[Problem statement] Scan the entries for "Option". Every line that holds it is to be copied.

[Data to examine]
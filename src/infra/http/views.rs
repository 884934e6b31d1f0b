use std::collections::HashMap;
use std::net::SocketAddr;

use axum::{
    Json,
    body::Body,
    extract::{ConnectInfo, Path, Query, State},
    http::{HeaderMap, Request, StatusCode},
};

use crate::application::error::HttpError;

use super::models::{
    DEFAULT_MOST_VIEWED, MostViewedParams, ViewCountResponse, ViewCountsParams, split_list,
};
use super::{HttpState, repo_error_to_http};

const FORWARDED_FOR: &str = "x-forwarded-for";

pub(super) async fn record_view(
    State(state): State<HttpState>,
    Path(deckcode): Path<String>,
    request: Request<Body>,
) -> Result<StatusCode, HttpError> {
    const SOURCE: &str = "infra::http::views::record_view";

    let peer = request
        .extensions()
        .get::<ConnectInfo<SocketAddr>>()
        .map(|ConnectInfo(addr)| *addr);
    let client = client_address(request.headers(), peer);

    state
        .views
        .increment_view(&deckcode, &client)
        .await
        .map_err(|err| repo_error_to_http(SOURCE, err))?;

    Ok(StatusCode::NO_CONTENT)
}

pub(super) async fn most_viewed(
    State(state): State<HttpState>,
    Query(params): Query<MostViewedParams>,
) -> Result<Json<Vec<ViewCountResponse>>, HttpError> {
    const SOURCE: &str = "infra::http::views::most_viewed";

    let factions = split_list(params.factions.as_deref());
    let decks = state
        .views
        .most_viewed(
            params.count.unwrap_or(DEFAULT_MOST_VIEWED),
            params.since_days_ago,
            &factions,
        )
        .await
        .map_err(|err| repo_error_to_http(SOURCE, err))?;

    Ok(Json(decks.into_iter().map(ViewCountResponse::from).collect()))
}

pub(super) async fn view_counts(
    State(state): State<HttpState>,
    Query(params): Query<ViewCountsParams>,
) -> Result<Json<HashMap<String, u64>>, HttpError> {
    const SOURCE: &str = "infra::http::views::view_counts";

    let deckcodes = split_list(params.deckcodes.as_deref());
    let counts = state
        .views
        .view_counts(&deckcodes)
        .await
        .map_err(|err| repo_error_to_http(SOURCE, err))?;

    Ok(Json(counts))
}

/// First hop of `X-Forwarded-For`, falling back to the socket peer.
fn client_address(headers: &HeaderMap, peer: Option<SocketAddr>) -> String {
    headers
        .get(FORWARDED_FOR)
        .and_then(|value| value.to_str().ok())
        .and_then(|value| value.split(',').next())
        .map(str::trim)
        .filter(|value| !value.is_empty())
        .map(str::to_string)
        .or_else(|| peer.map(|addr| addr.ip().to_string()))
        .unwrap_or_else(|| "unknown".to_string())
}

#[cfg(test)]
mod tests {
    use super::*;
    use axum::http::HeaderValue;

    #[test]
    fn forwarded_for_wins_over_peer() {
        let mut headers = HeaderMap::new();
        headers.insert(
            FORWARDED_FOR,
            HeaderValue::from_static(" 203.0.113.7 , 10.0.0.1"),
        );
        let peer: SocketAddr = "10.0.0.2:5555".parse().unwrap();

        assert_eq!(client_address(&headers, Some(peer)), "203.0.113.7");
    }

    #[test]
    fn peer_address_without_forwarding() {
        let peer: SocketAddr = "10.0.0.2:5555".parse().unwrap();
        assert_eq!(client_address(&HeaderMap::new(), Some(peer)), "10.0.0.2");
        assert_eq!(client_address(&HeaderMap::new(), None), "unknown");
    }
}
--
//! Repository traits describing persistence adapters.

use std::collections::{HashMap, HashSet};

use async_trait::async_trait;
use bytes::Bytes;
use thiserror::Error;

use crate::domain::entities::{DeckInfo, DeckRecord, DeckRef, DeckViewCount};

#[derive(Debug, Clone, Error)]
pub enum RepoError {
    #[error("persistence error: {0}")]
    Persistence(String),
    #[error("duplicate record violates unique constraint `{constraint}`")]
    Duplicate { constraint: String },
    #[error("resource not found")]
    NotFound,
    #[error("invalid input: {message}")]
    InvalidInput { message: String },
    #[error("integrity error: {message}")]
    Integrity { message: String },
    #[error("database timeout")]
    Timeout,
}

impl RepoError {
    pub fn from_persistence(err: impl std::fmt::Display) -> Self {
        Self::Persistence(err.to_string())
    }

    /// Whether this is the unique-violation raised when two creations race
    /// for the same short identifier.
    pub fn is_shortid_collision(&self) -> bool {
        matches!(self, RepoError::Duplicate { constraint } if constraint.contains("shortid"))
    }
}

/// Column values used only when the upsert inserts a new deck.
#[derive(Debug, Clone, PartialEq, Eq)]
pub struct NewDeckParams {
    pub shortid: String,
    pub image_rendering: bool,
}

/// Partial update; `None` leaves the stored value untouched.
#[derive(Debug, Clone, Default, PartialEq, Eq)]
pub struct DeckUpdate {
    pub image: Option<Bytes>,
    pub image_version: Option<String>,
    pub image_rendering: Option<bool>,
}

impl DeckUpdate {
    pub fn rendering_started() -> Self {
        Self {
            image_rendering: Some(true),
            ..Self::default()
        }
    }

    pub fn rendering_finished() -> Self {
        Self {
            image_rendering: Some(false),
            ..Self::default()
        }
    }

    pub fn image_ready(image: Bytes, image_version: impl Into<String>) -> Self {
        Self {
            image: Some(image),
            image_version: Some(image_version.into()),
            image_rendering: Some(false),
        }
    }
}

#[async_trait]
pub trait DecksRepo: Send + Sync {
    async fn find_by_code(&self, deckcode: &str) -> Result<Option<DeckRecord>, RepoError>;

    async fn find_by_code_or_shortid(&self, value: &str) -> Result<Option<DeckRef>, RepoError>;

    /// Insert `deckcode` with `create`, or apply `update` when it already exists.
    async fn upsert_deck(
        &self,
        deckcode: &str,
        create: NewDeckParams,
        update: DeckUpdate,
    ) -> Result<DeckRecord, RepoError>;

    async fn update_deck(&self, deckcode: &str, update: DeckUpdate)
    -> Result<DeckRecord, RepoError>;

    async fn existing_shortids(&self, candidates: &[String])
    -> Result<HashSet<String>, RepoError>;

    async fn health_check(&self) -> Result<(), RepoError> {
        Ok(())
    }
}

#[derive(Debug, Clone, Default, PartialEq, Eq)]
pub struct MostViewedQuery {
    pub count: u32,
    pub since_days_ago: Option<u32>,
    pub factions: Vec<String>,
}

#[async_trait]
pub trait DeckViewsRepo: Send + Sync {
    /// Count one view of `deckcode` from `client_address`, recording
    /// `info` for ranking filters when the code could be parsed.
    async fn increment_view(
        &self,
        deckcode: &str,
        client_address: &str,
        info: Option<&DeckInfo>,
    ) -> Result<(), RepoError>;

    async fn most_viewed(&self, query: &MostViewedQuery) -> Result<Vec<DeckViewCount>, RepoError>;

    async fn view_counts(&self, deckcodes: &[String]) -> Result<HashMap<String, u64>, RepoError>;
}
* * *
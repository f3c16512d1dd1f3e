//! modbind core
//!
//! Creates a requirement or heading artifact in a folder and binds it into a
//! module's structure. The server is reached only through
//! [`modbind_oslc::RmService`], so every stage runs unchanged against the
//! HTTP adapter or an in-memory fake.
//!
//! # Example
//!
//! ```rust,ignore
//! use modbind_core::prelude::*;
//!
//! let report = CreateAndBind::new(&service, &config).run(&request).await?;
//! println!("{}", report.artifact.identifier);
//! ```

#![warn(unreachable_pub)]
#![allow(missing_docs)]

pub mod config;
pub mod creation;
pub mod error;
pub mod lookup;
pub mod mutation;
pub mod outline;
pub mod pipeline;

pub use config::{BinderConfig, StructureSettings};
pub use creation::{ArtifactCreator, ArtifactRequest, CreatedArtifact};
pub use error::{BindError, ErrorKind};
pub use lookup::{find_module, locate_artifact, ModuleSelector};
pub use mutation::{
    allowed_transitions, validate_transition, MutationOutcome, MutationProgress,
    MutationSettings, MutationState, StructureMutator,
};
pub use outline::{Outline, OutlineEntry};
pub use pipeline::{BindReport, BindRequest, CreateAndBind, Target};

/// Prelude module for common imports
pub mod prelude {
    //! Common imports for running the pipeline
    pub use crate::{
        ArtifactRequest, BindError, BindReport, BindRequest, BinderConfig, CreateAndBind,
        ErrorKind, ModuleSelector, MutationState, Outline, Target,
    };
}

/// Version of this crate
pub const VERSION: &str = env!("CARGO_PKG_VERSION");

[Problem solution]
fn client_address(headers: &HeaderMap, peer: Option<SocketAddr>) -> String {
    pub image: Option<Bytes>,
    pub image_version: Option<String>,
    pub image_rendering: Option<bool>,
    async fn find_by_code(&self, deckcode: &str) -> Result<Option<DeckRecord>, RepoError>;
    async fn find_by_code_or_shortid(&self, value: &str) -> Result<Option<DeckRef>, RepoError>;
    pub since_days_ago: Option<u32>,
        info: Option<&DeckInfo>,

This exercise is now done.